--- START ---

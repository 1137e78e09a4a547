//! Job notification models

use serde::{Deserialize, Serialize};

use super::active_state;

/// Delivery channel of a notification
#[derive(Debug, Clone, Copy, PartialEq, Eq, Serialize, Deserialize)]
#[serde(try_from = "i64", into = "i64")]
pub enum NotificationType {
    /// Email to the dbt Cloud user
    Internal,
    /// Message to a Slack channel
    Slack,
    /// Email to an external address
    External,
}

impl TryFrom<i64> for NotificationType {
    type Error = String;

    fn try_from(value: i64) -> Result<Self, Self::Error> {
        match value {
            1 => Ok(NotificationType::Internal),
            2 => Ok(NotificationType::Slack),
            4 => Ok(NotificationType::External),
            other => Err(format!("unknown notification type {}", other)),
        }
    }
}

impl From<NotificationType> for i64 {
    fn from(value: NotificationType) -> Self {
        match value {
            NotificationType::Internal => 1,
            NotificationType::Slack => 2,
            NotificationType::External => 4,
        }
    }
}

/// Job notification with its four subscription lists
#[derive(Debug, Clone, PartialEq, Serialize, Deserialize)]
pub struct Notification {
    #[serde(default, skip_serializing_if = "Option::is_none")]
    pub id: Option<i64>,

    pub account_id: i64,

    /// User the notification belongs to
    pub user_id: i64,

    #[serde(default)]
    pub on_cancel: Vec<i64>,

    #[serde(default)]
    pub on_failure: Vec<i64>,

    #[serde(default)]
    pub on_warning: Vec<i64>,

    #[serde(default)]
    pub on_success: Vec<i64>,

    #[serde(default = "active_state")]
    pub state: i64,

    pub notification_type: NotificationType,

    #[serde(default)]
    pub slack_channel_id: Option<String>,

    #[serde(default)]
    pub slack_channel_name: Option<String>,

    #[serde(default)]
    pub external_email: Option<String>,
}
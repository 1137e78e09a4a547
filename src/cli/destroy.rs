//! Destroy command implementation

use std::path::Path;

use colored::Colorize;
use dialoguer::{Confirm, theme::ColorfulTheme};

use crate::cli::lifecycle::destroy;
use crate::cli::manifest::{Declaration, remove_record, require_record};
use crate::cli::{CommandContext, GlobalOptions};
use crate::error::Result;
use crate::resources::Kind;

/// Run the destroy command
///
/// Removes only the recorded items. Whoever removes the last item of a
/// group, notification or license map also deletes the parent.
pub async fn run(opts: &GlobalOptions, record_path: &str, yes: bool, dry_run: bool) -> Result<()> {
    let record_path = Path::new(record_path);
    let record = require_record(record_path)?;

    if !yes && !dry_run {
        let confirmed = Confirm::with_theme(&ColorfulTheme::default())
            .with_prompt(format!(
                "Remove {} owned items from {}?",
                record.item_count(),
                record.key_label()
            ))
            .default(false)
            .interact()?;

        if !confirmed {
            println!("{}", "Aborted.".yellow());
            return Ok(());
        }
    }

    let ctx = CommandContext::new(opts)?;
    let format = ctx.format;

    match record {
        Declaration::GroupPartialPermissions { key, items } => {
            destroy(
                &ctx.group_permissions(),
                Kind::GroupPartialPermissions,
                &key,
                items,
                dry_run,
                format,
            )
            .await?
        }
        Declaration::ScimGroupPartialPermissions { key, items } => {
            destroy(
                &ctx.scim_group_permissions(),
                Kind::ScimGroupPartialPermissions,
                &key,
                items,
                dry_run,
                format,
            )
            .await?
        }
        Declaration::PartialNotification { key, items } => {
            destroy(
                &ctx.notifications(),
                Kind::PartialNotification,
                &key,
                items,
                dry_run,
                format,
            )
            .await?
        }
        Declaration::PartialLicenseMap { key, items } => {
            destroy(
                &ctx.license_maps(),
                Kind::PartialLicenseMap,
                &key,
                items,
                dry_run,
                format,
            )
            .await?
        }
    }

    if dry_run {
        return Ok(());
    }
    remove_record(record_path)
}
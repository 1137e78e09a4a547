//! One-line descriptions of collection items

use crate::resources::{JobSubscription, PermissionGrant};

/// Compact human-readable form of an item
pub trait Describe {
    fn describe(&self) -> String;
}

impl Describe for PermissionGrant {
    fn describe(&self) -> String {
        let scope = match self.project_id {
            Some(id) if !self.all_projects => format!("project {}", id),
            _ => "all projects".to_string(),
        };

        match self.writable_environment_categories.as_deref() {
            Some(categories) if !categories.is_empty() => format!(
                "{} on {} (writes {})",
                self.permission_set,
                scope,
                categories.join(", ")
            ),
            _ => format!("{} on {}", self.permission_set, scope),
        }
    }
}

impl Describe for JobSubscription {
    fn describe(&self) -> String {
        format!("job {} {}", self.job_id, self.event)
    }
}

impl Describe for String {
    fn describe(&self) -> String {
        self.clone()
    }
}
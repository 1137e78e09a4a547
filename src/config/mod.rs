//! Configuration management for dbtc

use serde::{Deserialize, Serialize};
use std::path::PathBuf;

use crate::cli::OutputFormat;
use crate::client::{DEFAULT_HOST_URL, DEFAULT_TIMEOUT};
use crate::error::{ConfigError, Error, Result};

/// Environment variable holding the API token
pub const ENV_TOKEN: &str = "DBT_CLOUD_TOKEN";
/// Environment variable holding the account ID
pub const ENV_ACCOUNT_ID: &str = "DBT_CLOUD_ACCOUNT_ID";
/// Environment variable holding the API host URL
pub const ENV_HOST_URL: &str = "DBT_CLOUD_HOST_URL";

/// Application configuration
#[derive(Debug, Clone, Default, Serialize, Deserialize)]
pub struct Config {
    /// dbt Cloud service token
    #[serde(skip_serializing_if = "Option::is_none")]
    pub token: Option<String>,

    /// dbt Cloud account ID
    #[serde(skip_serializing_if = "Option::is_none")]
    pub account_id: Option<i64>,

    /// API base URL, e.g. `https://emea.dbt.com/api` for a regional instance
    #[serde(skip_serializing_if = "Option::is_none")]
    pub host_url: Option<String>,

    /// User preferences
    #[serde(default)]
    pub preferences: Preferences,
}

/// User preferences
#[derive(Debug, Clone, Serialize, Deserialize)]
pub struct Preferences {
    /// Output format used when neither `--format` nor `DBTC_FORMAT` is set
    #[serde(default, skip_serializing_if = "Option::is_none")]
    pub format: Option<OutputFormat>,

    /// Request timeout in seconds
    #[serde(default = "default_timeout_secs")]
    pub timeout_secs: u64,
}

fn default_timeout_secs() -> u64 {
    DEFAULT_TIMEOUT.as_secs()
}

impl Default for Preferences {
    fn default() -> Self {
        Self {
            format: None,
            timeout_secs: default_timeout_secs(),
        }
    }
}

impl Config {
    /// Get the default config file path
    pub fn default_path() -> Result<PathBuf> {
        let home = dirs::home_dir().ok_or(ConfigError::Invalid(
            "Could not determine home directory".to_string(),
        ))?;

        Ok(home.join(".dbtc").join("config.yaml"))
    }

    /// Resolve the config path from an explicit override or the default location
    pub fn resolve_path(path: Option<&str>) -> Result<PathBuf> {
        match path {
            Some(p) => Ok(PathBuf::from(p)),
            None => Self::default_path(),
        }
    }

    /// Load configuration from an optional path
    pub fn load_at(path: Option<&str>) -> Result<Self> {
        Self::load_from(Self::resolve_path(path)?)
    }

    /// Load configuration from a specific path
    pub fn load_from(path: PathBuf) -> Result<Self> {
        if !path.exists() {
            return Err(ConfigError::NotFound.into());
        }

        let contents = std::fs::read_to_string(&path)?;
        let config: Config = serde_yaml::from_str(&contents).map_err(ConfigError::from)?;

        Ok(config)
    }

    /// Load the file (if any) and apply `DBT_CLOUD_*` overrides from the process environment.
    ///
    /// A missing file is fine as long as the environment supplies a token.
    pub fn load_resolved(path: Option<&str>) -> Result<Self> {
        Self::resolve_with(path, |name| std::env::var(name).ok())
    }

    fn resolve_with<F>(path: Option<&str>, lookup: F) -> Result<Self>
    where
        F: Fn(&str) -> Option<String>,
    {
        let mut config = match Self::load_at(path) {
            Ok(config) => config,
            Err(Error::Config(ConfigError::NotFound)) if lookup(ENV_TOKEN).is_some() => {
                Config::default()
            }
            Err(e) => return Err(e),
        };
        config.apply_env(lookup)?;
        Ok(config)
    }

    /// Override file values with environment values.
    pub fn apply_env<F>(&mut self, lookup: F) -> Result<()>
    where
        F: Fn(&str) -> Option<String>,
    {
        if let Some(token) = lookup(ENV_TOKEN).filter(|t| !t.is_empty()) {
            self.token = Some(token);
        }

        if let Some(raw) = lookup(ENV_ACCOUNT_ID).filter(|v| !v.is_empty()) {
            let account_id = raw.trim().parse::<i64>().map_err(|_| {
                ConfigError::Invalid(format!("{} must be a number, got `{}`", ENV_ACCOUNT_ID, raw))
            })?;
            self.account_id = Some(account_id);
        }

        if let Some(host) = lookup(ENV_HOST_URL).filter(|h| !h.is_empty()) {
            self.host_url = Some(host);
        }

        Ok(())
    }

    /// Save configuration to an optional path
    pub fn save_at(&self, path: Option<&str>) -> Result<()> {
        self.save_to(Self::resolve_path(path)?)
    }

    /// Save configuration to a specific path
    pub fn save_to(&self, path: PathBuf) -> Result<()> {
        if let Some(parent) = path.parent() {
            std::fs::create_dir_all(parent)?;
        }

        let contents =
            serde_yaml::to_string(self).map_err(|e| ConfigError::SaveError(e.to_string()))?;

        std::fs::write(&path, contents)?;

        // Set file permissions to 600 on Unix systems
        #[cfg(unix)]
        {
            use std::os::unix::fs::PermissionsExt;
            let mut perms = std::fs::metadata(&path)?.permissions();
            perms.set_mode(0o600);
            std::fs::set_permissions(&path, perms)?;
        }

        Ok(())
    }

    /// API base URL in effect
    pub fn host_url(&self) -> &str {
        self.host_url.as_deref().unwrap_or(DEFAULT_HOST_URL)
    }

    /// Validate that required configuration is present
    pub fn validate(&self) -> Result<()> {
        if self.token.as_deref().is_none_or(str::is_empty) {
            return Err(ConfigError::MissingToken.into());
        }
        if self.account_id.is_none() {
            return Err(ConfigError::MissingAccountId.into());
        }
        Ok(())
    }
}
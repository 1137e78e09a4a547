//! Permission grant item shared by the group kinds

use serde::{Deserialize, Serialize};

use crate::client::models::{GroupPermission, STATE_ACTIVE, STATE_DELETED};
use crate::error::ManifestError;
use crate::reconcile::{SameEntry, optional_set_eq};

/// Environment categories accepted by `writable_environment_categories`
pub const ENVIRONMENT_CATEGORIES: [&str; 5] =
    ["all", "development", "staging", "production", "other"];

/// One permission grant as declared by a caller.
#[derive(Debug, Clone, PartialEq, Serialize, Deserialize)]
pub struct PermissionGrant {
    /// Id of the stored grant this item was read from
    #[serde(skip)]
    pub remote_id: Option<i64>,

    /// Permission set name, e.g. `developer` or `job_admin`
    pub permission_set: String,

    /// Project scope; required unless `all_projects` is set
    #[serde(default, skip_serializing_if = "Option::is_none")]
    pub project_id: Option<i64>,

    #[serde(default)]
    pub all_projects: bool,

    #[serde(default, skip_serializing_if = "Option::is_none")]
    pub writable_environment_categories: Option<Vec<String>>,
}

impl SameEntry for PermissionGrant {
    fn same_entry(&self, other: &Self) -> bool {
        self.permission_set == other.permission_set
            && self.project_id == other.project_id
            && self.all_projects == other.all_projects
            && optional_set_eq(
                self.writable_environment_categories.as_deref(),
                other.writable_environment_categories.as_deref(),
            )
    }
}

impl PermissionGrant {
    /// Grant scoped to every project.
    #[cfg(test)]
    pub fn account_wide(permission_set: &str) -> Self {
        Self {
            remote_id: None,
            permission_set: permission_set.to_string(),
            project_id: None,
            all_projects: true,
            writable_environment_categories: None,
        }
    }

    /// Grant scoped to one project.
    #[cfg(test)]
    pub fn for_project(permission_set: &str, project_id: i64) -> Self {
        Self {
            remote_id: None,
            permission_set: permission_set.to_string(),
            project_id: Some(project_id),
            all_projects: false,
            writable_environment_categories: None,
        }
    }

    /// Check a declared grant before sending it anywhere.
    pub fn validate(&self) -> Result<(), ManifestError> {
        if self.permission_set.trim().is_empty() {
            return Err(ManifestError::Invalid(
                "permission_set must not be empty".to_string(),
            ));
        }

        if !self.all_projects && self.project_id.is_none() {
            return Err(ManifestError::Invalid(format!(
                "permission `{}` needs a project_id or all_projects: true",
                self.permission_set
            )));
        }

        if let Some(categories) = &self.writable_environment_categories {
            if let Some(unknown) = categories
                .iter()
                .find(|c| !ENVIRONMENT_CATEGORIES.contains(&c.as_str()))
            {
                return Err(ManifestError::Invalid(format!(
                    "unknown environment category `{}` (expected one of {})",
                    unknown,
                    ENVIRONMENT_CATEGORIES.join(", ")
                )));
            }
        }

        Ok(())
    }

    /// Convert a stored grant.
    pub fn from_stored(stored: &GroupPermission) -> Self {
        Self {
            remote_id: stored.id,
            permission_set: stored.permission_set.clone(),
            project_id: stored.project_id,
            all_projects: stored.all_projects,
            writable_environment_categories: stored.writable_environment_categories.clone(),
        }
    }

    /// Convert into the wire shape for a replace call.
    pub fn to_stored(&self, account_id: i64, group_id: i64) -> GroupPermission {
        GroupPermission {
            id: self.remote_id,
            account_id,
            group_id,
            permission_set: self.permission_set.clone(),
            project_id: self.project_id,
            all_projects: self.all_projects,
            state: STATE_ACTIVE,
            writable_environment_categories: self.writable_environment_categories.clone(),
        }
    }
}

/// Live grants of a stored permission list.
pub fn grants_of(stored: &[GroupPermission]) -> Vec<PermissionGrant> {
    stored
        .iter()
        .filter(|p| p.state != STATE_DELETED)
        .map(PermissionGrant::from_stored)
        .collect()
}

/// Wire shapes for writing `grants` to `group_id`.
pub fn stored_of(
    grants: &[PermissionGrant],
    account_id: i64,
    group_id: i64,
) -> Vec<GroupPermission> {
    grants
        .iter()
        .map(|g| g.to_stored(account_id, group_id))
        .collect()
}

--- END ---
--- START ---

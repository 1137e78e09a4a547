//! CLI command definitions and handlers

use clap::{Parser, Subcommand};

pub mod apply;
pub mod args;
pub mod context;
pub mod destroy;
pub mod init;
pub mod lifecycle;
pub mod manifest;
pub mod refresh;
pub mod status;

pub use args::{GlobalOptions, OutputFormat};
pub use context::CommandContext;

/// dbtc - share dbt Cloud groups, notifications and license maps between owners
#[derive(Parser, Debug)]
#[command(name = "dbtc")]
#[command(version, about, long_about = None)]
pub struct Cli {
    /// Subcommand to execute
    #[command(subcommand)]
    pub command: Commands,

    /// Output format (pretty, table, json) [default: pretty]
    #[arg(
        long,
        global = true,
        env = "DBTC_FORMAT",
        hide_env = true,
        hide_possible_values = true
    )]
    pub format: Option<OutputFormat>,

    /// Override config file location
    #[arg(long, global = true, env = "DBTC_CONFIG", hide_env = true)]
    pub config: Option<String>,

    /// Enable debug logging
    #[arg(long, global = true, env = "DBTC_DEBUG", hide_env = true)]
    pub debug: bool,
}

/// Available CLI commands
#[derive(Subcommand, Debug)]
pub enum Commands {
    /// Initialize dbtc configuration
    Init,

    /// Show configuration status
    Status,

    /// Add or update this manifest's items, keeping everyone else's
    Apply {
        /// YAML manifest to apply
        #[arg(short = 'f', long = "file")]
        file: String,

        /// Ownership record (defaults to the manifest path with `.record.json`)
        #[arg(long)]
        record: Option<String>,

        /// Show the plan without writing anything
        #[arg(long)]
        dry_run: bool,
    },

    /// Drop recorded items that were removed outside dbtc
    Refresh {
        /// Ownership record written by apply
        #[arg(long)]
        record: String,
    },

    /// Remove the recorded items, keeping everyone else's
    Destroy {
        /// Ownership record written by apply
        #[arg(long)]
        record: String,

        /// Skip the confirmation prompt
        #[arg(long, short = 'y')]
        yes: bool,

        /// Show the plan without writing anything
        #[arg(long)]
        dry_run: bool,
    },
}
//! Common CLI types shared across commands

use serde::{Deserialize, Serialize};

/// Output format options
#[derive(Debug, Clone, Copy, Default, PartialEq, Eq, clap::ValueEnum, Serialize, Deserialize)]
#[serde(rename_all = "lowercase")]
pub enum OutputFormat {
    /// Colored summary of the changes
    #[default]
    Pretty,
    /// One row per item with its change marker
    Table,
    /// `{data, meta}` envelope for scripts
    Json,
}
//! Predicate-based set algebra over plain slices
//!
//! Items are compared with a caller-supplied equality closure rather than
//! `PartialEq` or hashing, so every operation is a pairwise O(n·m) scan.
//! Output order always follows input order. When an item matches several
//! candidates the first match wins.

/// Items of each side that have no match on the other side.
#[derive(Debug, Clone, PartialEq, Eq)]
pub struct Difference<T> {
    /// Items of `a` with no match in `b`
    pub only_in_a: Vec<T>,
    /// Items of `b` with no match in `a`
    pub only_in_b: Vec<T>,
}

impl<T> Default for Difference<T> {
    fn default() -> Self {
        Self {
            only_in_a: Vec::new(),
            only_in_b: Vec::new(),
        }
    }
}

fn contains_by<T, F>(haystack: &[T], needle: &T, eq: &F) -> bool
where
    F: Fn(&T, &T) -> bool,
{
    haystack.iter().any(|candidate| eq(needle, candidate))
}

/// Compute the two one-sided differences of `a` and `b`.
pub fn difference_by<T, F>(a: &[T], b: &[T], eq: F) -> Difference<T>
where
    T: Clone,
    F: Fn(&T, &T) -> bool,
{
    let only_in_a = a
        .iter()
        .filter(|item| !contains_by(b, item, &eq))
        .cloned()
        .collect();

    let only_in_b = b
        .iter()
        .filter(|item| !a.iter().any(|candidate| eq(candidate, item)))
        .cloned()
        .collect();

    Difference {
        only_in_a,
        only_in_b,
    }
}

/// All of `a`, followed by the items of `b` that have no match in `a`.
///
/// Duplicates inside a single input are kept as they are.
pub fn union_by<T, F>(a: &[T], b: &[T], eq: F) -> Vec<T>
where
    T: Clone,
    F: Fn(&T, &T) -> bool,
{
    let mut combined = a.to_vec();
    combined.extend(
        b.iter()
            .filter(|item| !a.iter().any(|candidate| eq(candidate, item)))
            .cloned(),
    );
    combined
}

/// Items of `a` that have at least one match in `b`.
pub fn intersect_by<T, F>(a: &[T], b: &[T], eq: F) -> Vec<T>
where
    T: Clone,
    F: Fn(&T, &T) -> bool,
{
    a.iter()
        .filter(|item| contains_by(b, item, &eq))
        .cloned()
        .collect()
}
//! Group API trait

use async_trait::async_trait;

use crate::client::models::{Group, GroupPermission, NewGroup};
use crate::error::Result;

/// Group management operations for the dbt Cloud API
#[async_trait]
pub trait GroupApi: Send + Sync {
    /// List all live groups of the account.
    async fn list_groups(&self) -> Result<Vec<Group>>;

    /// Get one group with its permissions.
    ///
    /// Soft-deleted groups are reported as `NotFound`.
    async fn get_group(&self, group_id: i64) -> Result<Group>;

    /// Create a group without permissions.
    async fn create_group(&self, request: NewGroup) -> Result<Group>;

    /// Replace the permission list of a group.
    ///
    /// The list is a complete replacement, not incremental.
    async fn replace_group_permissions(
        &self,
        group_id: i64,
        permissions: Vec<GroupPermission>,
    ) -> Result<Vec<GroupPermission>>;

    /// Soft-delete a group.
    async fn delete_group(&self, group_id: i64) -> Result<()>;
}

--- END ---
--- START ---

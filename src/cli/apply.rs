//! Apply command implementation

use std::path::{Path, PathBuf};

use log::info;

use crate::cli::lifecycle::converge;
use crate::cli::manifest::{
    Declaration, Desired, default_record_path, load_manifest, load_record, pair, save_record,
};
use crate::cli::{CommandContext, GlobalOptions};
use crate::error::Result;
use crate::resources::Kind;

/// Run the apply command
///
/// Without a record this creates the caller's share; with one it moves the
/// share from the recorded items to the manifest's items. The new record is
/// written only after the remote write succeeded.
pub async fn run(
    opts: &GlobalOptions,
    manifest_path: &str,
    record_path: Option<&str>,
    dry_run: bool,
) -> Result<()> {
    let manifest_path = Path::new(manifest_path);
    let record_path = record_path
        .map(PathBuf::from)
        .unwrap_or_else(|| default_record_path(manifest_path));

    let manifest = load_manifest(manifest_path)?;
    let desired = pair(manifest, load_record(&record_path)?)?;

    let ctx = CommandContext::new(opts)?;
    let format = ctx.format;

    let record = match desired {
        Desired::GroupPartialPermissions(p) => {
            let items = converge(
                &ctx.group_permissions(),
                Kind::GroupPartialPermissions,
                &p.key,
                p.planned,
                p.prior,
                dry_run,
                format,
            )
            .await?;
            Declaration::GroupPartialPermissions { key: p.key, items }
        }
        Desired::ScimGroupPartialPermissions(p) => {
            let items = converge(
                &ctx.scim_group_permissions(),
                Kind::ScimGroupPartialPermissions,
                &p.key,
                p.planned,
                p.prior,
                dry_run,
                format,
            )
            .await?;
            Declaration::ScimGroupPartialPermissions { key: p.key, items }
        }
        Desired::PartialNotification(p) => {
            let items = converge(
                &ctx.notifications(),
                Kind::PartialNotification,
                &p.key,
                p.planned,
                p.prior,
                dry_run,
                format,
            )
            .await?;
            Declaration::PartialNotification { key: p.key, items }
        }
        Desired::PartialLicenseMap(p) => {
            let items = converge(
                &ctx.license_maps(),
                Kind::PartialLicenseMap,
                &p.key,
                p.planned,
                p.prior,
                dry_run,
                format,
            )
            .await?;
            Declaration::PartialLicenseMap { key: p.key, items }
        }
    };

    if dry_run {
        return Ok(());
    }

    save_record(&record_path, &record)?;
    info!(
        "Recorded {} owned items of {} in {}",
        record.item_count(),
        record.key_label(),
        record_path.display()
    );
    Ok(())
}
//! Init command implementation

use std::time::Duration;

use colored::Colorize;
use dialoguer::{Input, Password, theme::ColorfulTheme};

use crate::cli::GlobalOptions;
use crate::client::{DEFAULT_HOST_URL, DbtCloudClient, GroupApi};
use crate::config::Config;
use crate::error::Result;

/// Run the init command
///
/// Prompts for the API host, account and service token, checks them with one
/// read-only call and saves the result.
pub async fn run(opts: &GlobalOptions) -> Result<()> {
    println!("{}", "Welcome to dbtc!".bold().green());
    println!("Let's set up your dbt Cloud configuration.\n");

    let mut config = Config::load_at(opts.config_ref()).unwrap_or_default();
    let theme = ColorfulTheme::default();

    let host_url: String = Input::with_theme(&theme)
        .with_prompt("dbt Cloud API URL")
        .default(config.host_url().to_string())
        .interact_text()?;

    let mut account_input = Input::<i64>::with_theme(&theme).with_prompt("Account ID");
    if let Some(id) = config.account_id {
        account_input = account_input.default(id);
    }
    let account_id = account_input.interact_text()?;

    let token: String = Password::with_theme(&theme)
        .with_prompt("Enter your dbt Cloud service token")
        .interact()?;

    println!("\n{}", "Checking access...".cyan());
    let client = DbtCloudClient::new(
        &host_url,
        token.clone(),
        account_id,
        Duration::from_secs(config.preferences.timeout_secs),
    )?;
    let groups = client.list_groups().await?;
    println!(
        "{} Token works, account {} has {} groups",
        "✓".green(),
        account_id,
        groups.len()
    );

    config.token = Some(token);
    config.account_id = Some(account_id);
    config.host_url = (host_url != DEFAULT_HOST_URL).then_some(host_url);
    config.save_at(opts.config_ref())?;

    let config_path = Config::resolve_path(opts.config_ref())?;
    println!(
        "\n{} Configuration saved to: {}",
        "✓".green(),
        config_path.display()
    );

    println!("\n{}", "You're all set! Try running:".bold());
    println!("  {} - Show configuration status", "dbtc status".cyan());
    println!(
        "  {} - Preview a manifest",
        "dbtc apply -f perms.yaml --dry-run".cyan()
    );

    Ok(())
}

--- END ---

→ **What the task asks**
Each line of the entries above that contains "your" is to be copied.

→ **Answer for the task**
    println!("Let's set up your dbt Cloud configuration.\n");
        .with_prompt("Enter your dbt Cloud service token")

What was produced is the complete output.